Reprendre le dialogue, c’est pas effacer le passé
Un truc que j’ai compris, c’est qu’on ne revient pas à zéro. Ce qui s’est passé, c’est là. Même si on fait la paix, il reste une trace. Mais c’est pas grave. Enfin, si, un peu. Mais c’est humain. Le but, c’est pas de rejouer « La vie est belle », c’est de dire : « Ok, on a merdé. Mais on tient encore l’un à l’autre. » Faut accepter que la relation change. Qu’elle devienne plus mature, plus fragile aussi. Mais plus vraie.
Et si l’autre ne répond pas ?
Bon. Là, c’est dur. T’as fait le pas. T’as envoyé le message. Le café a été proposé. Et… rien. Silence radio. Alors, première chose : respire. T’as fait ce que tu pouvais. Parfois, l’autre n’est pas prêt. Parfois, il/elle a besoin de temps. Parfois, c’est fini. Et c’est con. C’est triste. Mais t’as pas à porter toute la faute. Moi, j’ai envoyé un message à une amie il y a un an. Rien. J’ai insisté une fois. Rien. Aujourd’hui, je me dis qu’elle traverse peut-être un truc lourd. Ou qu’elle a décidé de couper. Je ne sais pas. Mais je vis avec. Et j’espère qu’un jour, elle me reparlera. Ou pas. Mais au moins, j’ai pas laissé filer sans rien tenter.

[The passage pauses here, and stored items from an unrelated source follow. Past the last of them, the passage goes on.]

//! rmcp-backed session
//!
//! One [`RmcpSession`] owns the live connection to one server. Every
//! handshake and request is bounded by the server's configured timeout.

use crate::handler::{progress_key, SessionHandler};
use crate::stderr::StderrTail;
use crate::transport::{RmcpBackoff, TransportPlan};
use async_trait::async_trait;
use futures::future::{AbortHandle, Abortable};
use futures::StreamExt;
use hanzo_mcp_core::{
    CallOutput, JsonObject, McpError, McpResult, McpSession, ServerConfig, ToolDescriptor,
    ToolStream, TransportKind,
};
use rmcp::model::{
    CallToolRequest, CallToolRequestParam, CancelledNotificationParam, ClientRequest,
    PaginatedRequestParam, ServerResult,
};
use rmcp::service::{Peer, PeerRequestOptions, RunningService};
use rmcp::transport::sse_client::SseClientConfig;
use rmcp::transport::streamable_http_client::StreamableHttpClientTransportConfig;
use rmcp::transport::{SseClientTransport, StreamableHttpClientTransport, TokioChildProcess};
use rmcp::{RoleClient, ServiceExt};
use serde_json::Value;
use std::fmt::Display;
use std::future::Future;
use std::process::Stdio;
use std::sync::Arc;
use std::time::Duration;
use tokio::sync::{mpsc, Mutex, RwLock};
use tracing::{debug, info, warn};

/// Upper bound on `tools/list` pages followed for one server
const MAX_LIST_PAGES: usize = 64;

/// Time given to a failed child to flush stderr
const STDERR_SETTLE: Duration = Duration::from_millis(200);

type Service = RunningService<RoleClient, SessionHandler>;

/// Session over one of the rmcp client transports
pub struct RmcpSession {
    name: String,
    kind: TransportKind,
    timeout_ms: u64,
    plan: TransportPlan,
    handler: SessionHandler,
    service: RwLock<Option<Service>>,
    stderr: Mutex<Option<StderrTail>>,
}

impl RmcpSession {
    /// Create an unconnected session
    pub fn new(config: &ServerConfig, plan: TransportPlan) -> Self {
        Self {
            name: config.name.clone(),
            kind: config.kind(),
            timeout_ms: config.timeout_ms,
            plan,
            handler: SessionHandler::new(&config.name),
            service: RwLock::new(None),
            stderr: Mutex::new(None),
        }
    }

    /// Transport plan this session connects with
    pub fn plan(&self) -> &TransportPlan {
        &self.plan
    }

    pub async fn is_connected(&self) -> bool {
        self.service.read().await.is_some()
    }

    fn timeout(&self) -> Duration {
        Duration::from_millis(self.timeout_ms)
    }

    async fn peer(&self) -> McpResult<Peer<RoleClient>> {
        self.service
            .read()
            .await
            .as_ref()
            .map(|service| service.peer().clone())
            .ok_or_else(|| McpError::ServerUnavailable(self.name.clone()))
    }

    async fn bounded<T, E, F>(
        &self,
        operation: &str,
        request: F,
        map_err: impl FnOnce(E) -> McpError,
    ) -> McpResult<T>
    where
        F: Future<Output = Result<T, E>>,
    {
        match tokio::time::timeout(self.timeout(), request).await {
            Ok(result) => result.map_err(map_err),
            Err(_) => Err(McpError::timeout(&self.name, operation, self.timeout_ms)),
        }
    }

    fn connection_error(&self, err: impl Display) -> McpError {
        McpError::connection(&self.name, err.to_string())
    }

    async fn establish(&self) -> McpResult<Service> {
        let handler = self.handler.clone();

        match &self.plan {
            TransportPlan::StreamHttp {
                url,
                client,
                backoff,
                ..
            } => {
                let mut config = StreamableHttpClientTransportConfig::with_uri(url.as_str());
                config.retry_config = Arc::new(RmcpBackoff(*backoff));
                let transport = StreamableHttpClientTransport::with_client(client.clone(), config);
                handler
                    .serve(transport)
                    .await
                    .map_err(|e| self.connection_error(e))
            }
            TransportPlan::PushHttp {
                url,
                client,
                backoff,
            } => {
                let mut config = SseClientConfig::default();
                config.sse_endpoint = url.as_str().into();
                config.retry_policy = Arc::new(RmcpBackoff(*backoff));
                let transport = SseClientTransport::start_with_client(client.clone(), config)
                    .await
                    .map_err(|e| self.connection_error(e))?;
                handler
                    .serve(transport)
                    .await
                    .map_err(|e| self.connection_error(e))
            }
            TransportPlan::Subprocess {
                command,
                args,
                env,
                cwd,
            } => {
                let mut cmd = tokio::process::Command::new(command);
                cmd.args(args).envs(env);
                if let Some(dir) = cwd {
                    cmd.current_dir(dir);
                }

                let (transport, stderr) = TokioChildProcess::builder(cmd)
                    .stderr(Stdio::piped())
                    .spawn()
                    .map_err(|e| {
                        self.connection_error(format!("failed to spawn '{}': {}", command, e))
                    })?;
                if let Some(stderr) = stderr {
                    *self.stderr.lock().await = Some(StderrTail::spawn(&self.name, stderr));
                }

                handler
                    .serve(transport)
                    .await
                    .map_err(|e| self.connection_error(e))
            }
        }
    }

    async fn with_stderr_tail(&self, err: McpError) -> McpError {
        let mut guard = self.stderr.lock().await;
        let Some(tail) = guard.as_mut() else {
            return err;
        };

        let lines = tail.settle(STDERR_SETTLE).await;
        match err {
            McpError::Connection { server, message } if !lines.is_empty() => McpError::Connection {
                server,
                message: format!("{}\nstderr:\n{}", message, lines.join("\n")),
            },
            other => other,
        }
    }
}

#[async_trait]
impl McpSession for RmcpSession {
    fn server_name(&self) -> &str {
        &self.name
    }

    async fn connect(&self) -> McpResult<()> {
        let mut guard = self.service.write().await;
        if guard.is_some() {
            return Ok(());
        }

        info!(server = %self.name, transport = %self.kind, "Connecting to MCP server");

        let service = match tokio::time::timeout(self.timeout(), self.establish()).await {
            Ok(Ok(service)) => service,
            Ok(Err(e)) => return Err(self.with_stderr_tail(e).await),
            Err(_) => {
                let err = McpError::timeout(&self.name, "Handshake", self.timeout_ms);
                return Err(self.with_stderr_tail(err).await);
            }
        };

        if let Some(info) = service.peer_info() {
            info!(
                server = %self.name,
                remote = %info.server_info.name,
                version = %info.server_info.version,
                "Connected to MCP server"
            );
        }

        *guard = Some(service);
        Ok(())
    }

    async fn list_tools(&self) -> McpResult<Vec<ToolDescriptor>> {
        let peer = self.peer().await?;
        let mut descriptors = Vec::new();
        let mut cursor: Option<String> = None;

        for _ in 0..MAX_LIST_PAGES {
            let request = Some(PaginatedRequestParam {
                cursor: cursor.take(),
            });
            let page = self
                .bounded("tools/list", peer.list_tools(request), |e| {
                    self.connection_error(format!("tools/list failed: {}", e))
                })
                .await?;

            let listing = serde_json::to_value(&page)?;
            descriptors.extend(ToolDescriptor::from_listing(&self.name, &listing));

            cursor = listing
                .get("nextCursor")
                .and_then(Value::as_str)
                .map(str::to_string);
            if cursor.is_none() {
                return Ok(descriptors);
            }
        }

        warn!(server = %self.name, pages = MAX_LIST_PAGES, "Tool listing truncated");
        Ok(descriptors)
    }

    async fn call_tool(&self, name: &str, arguments: JsonObject) -> McpResult<CallOutput> {
        let peer = self.peer().await?;
        let params = CallToolRequestParam {
            name: name.to_string().into(),
            arguments: Some(arguments),
        };

        debug!(server = %self.name, tool = %name, "Calling tool");
        let result = self
            .bounded("tools/call", peer.call_tool(params), |e| {
                McpError::execution(name, e.to_string())
            })
            .await?;

        CallOutput::from_envelope(name, serde_json::to_value(&result)?)
    }

    async fn call_tool_stream(&self, name: &str, arguments: JsonObject) -> McpResult<ToolStream> {
        let peer = self.peer().await?;
        let request = ClientRequest::CallToolRequest(CallToolRequest {
            method: Default::default(),
            params: CallToolRequestParam {
                name: name.to_string().into(),
                arguments: Some(arguments),
            },
            extensions: Default::default(),
        });

        debug!(server = %self.name, tool = %name, "Calling tool with streaming");
        let handle = peer
            .send_cancellable_request(request, PeerRequestOptions::no_options())
            .await
            .map_err(|e| McpError::execution(name, e.to_string()))?;

        let token = progress_key(&handle.progress_token);
        let request_id = handle.id.clone();
        let mut progress = self.handler.subscribe(token.clone()).await;

        let (tx, rx) = mpsc::unbounded_channel::<McpResult<Value>>();
        let (cancel, registration) = AbortHandle::new_pair();
        let tool = name.to_string();
        let server = self.name.clone();
        let idle = self.timeout();
        let timeout_ms = self.timeout_ms;

        let pump = async move {
            let response = handle.await_response();
            tokio::pin!(response);
            let deadline = tokio::time::sleep(idle);
            tokio::pin!(deadline);

            loop {
                tokio::select! {
                    Some(chunk) = progress.recv() => {
                        deadline.as_mut().reset(tokio::time::Instant::now() + idle);
                        if tx.send(Ok(chunk)).is_err() {
                            break;
                        }
                    }
                    result = &mut response => {
                        let item = match result {
                            Ok(ServerResult::CallToolResult(result)) => {
                                serde_json::to_value(&result)
                                    .map_err(McpError::from)
                                    .and_then(|envelope| {
                                        CallOutput::from_envelope(&tool, envelope.clone())
                                            .map(|_| envelope)
                                    })
                            }
                            Ok(other) => Err(McpError::execution(
                                &tool,
                                format!("unexpected response: {:?}", other),
                            )),
                            Err(e) => Err(McpError::execution(&tool, e.to_string())),
                        };
                        deliver(&tx, item, &server, &tool);
                        break;
                    }
                    _ = &mut deadline => {
                        let expired = Err(McpError::timeout(&server, "tools/call", timeout_ms));
                        deliver(&tx, expired, &server, &tool);
                        break;
                    }
                }
            }
        };

        let handler = self.handler.clone();
        let stream_server = self.name.clone();
        tokio::spawn(async move {
            let cancelled = Abortable::new(pump, registration).await.is_err();
            handler.unsubscribe(&token).await;

            if cancelled {
                debug!(server = %stream_server, "Streaming call cancelled");
                let notice = CancelledNotificationParam {
                    request_id,
                    reason: Some("cancelled by client".to_string()),
                };
                if let Err(e) = peer.notify_cancelled(notice).await {
                    warn!(server = %stream_server, error = %e, "Failed to send cancellation");
                }
            }
        });

        let chunks = futures::stream::unfold(rx, |mut rx| async move {
            rx.recv().await.map(|item| (item, rx))
        })
        .boxed();

        Ok(ToolStream { chunks, cancel })
    }

    async fn close(&self) -> McpResult<()> {
        if let Some(tail) = self.stderr.lock().await.take() {
            tail.stop();
        }

        let Some(service) = self.service.write().await.take() else {
            return Ok(());
        };

        info!(server = %self.name, "Closing MCP session");
        service
            .cancel()
            .await
            .map(|_| ())
            .map_err(|e| self.connection_error(format!("error while closing: {}", e)))
    }
}

/// Hand the terminal item of a streaming call to its reader. Returns
/// false when the reader is already gone.
fn deliver(
    tx: &mpsc::UnboundedSender<McpResult<Value>>,
    item: McpResult<Value>,
    server: &str,
    tool: &str,
) -> bool {
    match tx.send(item) {
        Ok(()) => true,
        Err(_) => {
            debug!(server = %server, tool = %tool, "Stream receiver dropped before final result");
            false
        }
    }
}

En vrai, c’est quoi le plus dur ?
C’est l’orgueil. C’est ce petit truc en toi qui te dit : « Si tu fais le premier pas, tu perds. » Mais non. Tu perds rien. Au contraire. Tu gagnes une chance. Une porte ouverte. Parce que les gens, on s’aime, on se déteste, on se comprend pas, mais on s’attache. Et parfois, il suffit d’un mot, d’un regard, d’un « tu te souviens ? » pour que tout revienne. Pas comme avant. Mais autrement. Et c’est déjà énorme.
Alors, franchement… si t’as quelqu’un en tête en ce moment, quelqu’un avec qui le dialogue est coupé… fais-le. Même un petit truc. Même un « Salut, j’pensais à toi. » C’est pas grand-chose. Mais c’est tout.
Et au fait… si tu veux, tu peux même parler du gâteau. Parfois, ça marche aussi.